Over last 15 years, I have worked with dozens of clients ranging from world’s largest banks to start-up companies. Despite of variety of clients, domains and technologies, one thing I’ve consistently experienced is that “Data warehouse projects do fail and failure occur for many reasons”. During my initial implementations of Big Data solutions, a client sponsor for a streaming big data project asked a question, ‘Can you build upon your past experience and tell me what are the probable reasons we may not succeed in this initiative’. Oh yes! I have a lot of reasons that caused failure of Data warehouse projects and are causing big data projects to go that path.
By ‘Big Data’, I am referring to analytical systems built on Hadoop, usage of big data technologies to augment existing data warehouses, systems built to analyse streaming data for predictive analytics purpose and other similar systems. By successful Data warehouse project, I am referring to projects that are delivered in given time and budget but more importantly, business users make use of the data warehouse for decision making.
Here is a list of common aspects that I have observed in failed Data warehouse implementations and is likely to cause failure of big data implementations.
Many failed Data Warehouse implementations are characterized by Long development cycles. I have seen failed EDW projects which took 2 years for completion. During the project, the team composition changed, end users were replaced, and budgets skyrocketed. A CIO or a sponsor was more concerned about justifying the cost of the implementation that about achieving business results from the data warehouse. Taking a clue from this aspect, big data implementations should avoid long development cycles. Agile methodology is especially well suited for big data implementations considering exploratory nature of these projects. Short sprints of 2-3 weeks, continuous testing and deployment regular reprioritization of requirements is a must for Big Data projects.
Lack of focus on Data Quality has been a major irritation for business users to not use data warehouse. Many a time I have seen scenarios where data warehouse was developed in allotted budget, timelines were adhered to, but data quality is poor. Lack of focus on quality testing, lack of source data understanding are some reasons for this. This situation is very likely in any big data project. Consider a scenario where a manufacturing company has implemented predictive maintenance system based on Hadoop. It has been tested and is now ready to predict failures. Now some incoming data from machine sensors does not get loaded due to data format errors and the system does not alert the user about impending failure. This will cause a huge disbelief in the system.

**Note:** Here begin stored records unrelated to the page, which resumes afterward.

//! # Gallery
//!
//! Category-filtered view over the catalog. The selected category is the
//! only mutable state; the visible cards are recomputed from it on demand.

use serde::Serialize;
use std::time::Duration;

use crate::catalog::{filter_projects, selector_labels, Project, Selection, CATALOG};
use crate::motion::Stagger;

/// One selector button
#[derive(Debug, Clone, PartialEq, Eq, Serialize)]
pub struct SelectorButton {
    pub label: &'static str,
    pub active: bool,
}

/// Everything a project card displays
#[derive(Debug, Clone, PartialEq, Serialize)]
pub struct ProjectCard {
    /// Stable key, the project id
    pub key: u32,
    pub title: &'static str,
    pub image: &'static str,
    pub badge: &'static str,
    pub description: &'static str,
    pub tags: &'static [&'static str],
    pub demo_link: &'static str,
    pub source_link: &'static str,
    /// Entrance delay relative to the grid becoming visible
    #[serde(skip)]
    pub entrance_delay: Duration,
}

impl ProjectCard {
    fn new(project: &'static Project, index: usize) -> Self {
        Self {
            key: project.id,
            title: project.title,
            image: project.image,
            badge: project.category.label(),
            description: project.description,
            tags: project.tags,
            demo_link: project.demo_link,
            source_link: project.source_link,
            entrance_delay: Stagger::SECTION.delay_for(index),
        }
    }
}

#[derive(Debug, Clone)]
pub struct GalleryView {
    catalog: &'static [Project],
    selected: Selection,
}

impl Default for GalleryView {
    fn default() -> Self {
        Self::new()
    }
}

impl GalleryView {
    /// Gallery over the built-in catalog, "All" selected
    pub fn new() -> Self {
        Self::with_catalog(&CATALOG)
    }

    pub fn with_catalog(catalog: &'static [Project]) -> Self {
        Self {
            catalog,
            selected: Selection::All,
        }
    }

    /// Change the selected category. Unknown labels are kept and match nothing.
    pub fn select_category(&mut self, label: &str) {
        self.selected = Selection::parse(label);
        tracing::debug!(category = label, "Gallery category selected");
    }

    pub fn selected(&self) -> &Selection {
        &self.selected
    }

    /// Projects matching the current selection, in catalog order
    pub fn visible_projects(&self) -> Vec<&'static Project> {
        filter_projects(self.catalog.iter(), self.selected.label())
    }

    pub fn cards(&self) -> Vec<ProjectCard> {
        self.visible_projects()
            .into_iter()
            .enumerate()
            .map(|(index, project)| ProjectCard::new(project, index))
            .collect()
    }

    pub fn selectors(&self) -> Vec<SelectorButton> {
        let current = self.selected.label();
        selector_labels()
            .into_iter()
            .map(|label| SelectorButton {
                label,
                active: label == current,
            })
            .collect()
    }
}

Treating data projects as pure IT projects than business endeavors has been a common factor in failed data warehouse implementations that I have observed in very large organizations. A head of Business Intelligence claiming that his team understands business requirements better than business users has been a common scenario. This is already happening in Big Data implementations. IT departments are implementing Hadoop clusters and pumping in data without a meaningful involvement of business community. These implementations are going to be questioned for spend and ROI by the business community. We have experienced that conducting weekly user demos, early release of partial data to business users and workshops to keep business users updated on how other companies are using similar data go a long way in keeping the business user community “involved” in the big data initiatives.
During late 90s and early 2000, number of data marts, data warehouses, personal data marts (in SAS, Excel, MS Access) were developed in most of the mid –large organizations. Data was extracted from operational systems multiple times into these analytical systems. Over a period, Data silos and data proliferation were developed. With ease of access to external / social media data, I foresee similar data silos and proliferation scenario with Big Data / Hadoop systems. Nothing can stop an analyst from dumping Facebook comments, census data, and government data into her personal Hadoop datasets and run R algorithms on those. Imagine if this is done by multiple analysts in the same organization! Strong Metadata management system and data governance contribute to avoid Data silos and data proliferation, especially in large organizations. During later part of last decade, there were number of metadata and data governance initiatives launched in organizations that already had data warehouses. Rather than treating data governance as an afterthought, it should be part of big data implementations.
As fallout of treating data warehouse initiatives as IT projects, many a times, there is a lack of focus on non-functional requirements. Long running queries, slow response of reports, badly designed UI, long cycles of Datawarehouse load all have contributed to killing many data warehouse initiatives. Apart from technology and data angle, big data projects will have to focus on these non-functional or ‘Usability’ aspects to get a buy in from business users.
In short, strong data governance, close involvement of business stakeholders, agile approach and focus on user experience are mandatory for success of a big data program.